====== TASK DATA ======

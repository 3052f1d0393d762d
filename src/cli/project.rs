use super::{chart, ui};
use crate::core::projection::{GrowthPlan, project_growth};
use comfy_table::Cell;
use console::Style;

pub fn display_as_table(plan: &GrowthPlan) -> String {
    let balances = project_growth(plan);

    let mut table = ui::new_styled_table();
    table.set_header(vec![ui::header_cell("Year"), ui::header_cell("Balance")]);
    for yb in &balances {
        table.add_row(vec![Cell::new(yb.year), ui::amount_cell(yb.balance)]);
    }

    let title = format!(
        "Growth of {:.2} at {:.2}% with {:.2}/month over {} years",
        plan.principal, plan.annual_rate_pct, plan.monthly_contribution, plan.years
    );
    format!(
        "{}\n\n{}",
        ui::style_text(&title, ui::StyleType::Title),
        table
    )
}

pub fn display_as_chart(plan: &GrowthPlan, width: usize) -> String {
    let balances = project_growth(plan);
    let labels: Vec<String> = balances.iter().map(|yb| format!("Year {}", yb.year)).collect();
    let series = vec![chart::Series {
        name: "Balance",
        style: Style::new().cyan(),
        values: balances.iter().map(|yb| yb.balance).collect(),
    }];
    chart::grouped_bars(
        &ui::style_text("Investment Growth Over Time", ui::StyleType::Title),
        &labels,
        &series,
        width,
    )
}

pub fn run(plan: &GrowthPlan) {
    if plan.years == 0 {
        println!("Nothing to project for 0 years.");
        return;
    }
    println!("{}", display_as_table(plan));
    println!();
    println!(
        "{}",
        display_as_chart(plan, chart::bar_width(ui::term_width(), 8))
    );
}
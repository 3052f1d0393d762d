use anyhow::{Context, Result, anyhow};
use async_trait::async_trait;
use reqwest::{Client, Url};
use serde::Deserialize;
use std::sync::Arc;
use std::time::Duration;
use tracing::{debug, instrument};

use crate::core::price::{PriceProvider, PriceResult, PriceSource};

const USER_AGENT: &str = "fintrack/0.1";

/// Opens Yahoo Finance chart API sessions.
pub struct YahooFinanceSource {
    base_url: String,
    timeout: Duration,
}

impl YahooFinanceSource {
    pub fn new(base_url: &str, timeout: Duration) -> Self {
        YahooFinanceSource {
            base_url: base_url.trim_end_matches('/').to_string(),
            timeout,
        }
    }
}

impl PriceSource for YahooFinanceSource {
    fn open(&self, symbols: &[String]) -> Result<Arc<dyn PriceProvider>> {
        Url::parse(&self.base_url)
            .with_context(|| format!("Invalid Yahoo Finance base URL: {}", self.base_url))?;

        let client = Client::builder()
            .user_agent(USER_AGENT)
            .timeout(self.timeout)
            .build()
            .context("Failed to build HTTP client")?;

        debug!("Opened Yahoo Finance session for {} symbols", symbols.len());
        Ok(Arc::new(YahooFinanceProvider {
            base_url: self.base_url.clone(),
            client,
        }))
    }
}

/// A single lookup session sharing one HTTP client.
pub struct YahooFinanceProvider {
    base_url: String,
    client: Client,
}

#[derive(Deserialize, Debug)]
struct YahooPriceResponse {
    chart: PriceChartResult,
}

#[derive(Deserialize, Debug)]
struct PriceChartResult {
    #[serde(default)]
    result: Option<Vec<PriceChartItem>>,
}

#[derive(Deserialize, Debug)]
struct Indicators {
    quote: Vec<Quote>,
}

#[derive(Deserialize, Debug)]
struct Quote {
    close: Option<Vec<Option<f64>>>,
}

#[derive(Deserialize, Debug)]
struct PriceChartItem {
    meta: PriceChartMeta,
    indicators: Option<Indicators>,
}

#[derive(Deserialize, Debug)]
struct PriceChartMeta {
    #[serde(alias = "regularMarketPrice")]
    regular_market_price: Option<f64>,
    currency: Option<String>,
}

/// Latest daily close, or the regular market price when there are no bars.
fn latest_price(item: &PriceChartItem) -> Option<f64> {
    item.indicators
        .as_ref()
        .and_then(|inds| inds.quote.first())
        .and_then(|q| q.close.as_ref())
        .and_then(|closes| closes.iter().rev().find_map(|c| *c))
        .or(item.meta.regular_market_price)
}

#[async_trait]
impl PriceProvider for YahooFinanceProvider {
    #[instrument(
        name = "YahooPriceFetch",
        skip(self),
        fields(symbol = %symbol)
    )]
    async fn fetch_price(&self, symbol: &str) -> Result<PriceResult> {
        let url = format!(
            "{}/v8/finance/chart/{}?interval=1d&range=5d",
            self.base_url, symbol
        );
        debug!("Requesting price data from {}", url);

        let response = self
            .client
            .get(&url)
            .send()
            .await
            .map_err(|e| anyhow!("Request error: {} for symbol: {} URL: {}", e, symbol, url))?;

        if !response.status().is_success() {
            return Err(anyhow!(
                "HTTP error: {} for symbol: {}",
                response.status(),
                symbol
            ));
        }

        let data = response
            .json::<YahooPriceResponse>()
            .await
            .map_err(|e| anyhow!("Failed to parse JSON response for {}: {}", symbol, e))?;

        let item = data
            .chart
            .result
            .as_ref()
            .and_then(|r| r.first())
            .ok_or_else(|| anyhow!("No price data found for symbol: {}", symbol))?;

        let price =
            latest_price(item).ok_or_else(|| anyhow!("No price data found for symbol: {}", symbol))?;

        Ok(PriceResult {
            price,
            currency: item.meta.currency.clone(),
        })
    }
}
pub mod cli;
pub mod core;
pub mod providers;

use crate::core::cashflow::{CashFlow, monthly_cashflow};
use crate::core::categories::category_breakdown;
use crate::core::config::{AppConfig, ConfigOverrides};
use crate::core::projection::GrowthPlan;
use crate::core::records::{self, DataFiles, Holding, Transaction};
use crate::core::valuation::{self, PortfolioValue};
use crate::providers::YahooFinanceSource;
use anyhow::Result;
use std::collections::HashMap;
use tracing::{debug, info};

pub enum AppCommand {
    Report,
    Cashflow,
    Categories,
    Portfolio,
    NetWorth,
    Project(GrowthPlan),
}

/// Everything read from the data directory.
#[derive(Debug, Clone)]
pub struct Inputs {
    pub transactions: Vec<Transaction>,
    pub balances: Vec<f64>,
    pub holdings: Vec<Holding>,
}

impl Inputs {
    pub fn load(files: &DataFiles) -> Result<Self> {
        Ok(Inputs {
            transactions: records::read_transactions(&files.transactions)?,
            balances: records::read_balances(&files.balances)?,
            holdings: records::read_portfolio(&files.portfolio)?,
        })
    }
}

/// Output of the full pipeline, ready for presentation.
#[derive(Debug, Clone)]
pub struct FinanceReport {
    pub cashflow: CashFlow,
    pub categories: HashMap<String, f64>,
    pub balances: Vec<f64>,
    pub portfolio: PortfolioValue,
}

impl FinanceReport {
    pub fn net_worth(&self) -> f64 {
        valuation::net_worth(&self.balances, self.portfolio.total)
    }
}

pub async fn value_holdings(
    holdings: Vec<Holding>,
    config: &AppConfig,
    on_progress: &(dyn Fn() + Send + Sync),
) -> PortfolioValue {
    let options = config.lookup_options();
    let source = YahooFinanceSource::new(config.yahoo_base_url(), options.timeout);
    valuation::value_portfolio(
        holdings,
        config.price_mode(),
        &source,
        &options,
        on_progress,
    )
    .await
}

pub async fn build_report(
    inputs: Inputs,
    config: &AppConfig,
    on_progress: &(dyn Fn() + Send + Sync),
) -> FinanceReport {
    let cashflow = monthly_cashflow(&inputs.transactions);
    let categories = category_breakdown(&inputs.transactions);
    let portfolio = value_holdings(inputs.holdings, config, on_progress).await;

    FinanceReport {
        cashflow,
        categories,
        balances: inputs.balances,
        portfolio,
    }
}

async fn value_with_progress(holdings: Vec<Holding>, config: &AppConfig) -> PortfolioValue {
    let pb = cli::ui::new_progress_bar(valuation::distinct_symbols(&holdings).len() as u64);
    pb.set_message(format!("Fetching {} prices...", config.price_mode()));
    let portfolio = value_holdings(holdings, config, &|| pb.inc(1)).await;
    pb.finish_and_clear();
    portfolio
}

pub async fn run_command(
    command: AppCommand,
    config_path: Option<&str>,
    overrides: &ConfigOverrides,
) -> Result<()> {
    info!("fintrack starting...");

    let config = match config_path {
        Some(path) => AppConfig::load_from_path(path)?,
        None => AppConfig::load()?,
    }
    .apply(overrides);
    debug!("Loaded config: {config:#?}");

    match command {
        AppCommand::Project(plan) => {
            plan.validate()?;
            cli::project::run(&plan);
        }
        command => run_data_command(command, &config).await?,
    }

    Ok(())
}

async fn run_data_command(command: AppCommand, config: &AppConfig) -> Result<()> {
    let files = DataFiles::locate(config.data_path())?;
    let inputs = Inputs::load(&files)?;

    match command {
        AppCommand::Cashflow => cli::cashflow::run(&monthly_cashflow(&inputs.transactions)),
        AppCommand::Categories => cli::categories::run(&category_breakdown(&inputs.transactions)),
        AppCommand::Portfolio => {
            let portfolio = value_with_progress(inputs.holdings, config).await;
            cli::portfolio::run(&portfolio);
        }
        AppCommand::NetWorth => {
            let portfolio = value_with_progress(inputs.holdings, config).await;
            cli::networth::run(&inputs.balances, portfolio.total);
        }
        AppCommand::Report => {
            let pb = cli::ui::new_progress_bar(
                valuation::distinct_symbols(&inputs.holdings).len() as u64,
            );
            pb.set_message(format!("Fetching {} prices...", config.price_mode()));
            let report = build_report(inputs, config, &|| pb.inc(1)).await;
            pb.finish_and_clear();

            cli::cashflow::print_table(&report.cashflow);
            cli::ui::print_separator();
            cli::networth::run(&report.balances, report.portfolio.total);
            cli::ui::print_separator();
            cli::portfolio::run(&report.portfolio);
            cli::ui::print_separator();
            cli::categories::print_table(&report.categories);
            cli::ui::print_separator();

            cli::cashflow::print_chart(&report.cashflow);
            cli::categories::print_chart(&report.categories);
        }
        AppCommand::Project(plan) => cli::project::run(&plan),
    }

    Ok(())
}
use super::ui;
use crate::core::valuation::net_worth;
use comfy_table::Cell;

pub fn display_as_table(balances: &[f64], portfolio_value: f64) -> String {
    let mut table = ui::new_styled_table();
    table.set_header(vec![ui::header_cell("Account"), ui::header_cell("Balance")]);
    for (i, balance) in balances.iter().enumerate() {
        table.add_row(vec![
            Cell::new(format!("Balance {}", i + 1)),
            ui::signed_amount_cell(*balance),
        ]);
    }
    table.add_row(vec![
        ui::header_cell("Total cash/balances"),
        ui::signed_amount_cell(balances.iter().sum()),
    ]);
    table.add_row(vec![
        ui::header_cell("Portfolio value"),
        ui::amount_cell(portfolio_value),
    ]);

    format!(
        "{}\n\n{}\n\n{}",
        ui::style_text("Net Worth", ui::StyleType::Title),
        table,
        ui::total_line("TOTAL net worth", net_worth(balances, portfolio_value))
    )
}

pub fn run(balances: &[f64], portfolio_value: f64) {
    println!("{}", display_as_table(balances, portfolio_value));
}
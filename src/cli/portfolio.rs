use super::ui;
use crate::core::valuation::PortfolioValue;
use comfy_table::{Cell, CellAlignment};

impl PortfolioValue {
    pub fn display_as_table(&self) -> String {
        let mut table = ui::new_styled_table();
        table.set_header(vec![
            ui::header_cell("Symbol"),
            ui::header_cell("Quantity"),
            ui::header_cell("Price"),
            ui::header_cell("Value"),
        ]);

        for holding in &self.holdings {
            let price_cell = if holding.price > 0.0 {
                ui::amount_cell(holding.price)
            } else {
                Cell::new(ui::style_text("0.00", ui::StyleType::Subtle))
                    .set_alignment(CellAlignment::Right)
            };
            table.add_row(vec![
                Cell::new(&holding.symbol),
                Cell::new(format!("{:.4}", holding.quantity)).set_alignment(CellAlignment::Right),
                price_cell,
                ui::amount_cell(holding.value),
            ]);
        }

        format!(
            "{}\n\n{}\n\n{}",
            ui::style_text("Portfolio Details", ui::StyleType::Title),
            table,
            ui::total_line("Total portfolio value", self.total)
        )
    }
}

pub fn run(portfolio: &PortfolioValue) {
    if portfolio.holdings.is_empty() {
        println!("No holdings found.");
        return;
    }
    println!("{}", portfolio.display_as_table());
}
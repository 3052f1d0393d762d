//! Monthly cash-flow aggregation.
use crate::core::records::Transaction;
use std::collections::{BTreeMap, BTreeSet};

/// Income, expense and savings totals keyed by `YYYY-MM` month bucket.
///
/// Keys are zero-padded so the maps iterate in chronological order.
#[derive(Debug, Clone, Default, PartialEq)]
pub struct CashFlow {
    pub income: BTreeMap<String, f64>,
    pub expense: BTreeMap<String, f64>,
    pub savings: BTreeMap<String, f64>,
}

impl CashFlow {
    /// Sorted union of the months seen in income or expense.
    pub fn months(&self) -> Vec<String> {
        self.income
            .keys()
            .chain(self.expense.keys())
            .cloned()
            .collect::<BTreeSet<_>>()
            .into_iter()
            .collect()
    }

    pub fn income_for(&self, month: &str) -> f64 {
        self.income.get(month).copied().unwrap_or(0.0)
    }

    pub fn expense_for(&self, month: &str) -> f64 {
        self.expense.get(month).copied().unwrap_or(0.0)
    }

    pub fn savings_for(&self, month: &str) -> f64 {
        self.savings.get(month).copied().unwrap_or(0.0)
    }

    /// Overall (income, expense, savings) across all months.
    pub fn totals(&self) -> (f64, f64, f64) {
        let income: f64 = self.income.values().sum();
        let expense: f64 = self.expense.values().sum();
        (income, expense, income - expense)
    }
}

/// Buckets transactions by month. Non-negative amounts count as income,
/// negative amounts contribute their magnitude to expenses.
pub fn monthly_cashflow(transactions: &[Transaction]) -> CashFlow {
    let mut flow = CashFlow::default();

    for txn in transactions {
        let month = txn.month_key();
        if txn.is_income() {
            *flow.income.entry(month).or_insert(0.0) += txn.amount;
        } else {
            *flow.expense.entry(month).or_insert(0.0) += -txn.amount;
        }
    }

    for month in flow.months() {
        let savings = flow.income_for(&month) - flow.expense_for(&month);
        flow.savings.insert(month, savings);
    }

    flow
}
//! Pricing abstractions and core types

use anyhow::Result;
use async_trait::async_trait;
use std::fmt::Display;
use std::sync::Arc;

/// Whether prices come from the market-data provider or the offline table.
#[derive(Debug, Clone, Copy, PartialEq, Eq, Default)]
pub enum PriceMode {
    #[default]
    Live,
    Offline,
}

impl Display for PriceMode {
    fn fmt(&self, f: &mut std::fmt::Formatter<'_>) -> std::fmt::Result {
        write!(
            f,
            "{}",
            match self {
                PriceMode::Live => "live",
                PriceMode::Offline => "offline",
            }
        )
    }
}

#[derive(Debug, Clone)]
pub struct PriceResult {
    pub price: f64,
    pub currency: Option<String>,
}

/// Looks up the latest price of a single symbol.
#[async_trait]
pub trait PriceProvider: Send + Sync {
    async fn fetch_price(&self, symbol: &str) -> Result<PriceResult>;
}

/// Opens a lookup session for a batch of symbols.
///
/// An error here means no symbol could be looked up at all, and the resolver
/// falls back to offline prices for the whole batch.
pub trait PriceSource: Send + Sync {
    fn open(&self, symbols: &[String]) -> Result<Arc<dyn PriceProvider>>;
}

======

[YOUR OBJECTIVE] Go through the material line by line. Show each line that contains the string "FinanceReport".

[RESULT OF THIS EXERCISE]
pub struct FinanceReport {
impl FinanceReport {
) -> FinanceReport {
    FinanceReport {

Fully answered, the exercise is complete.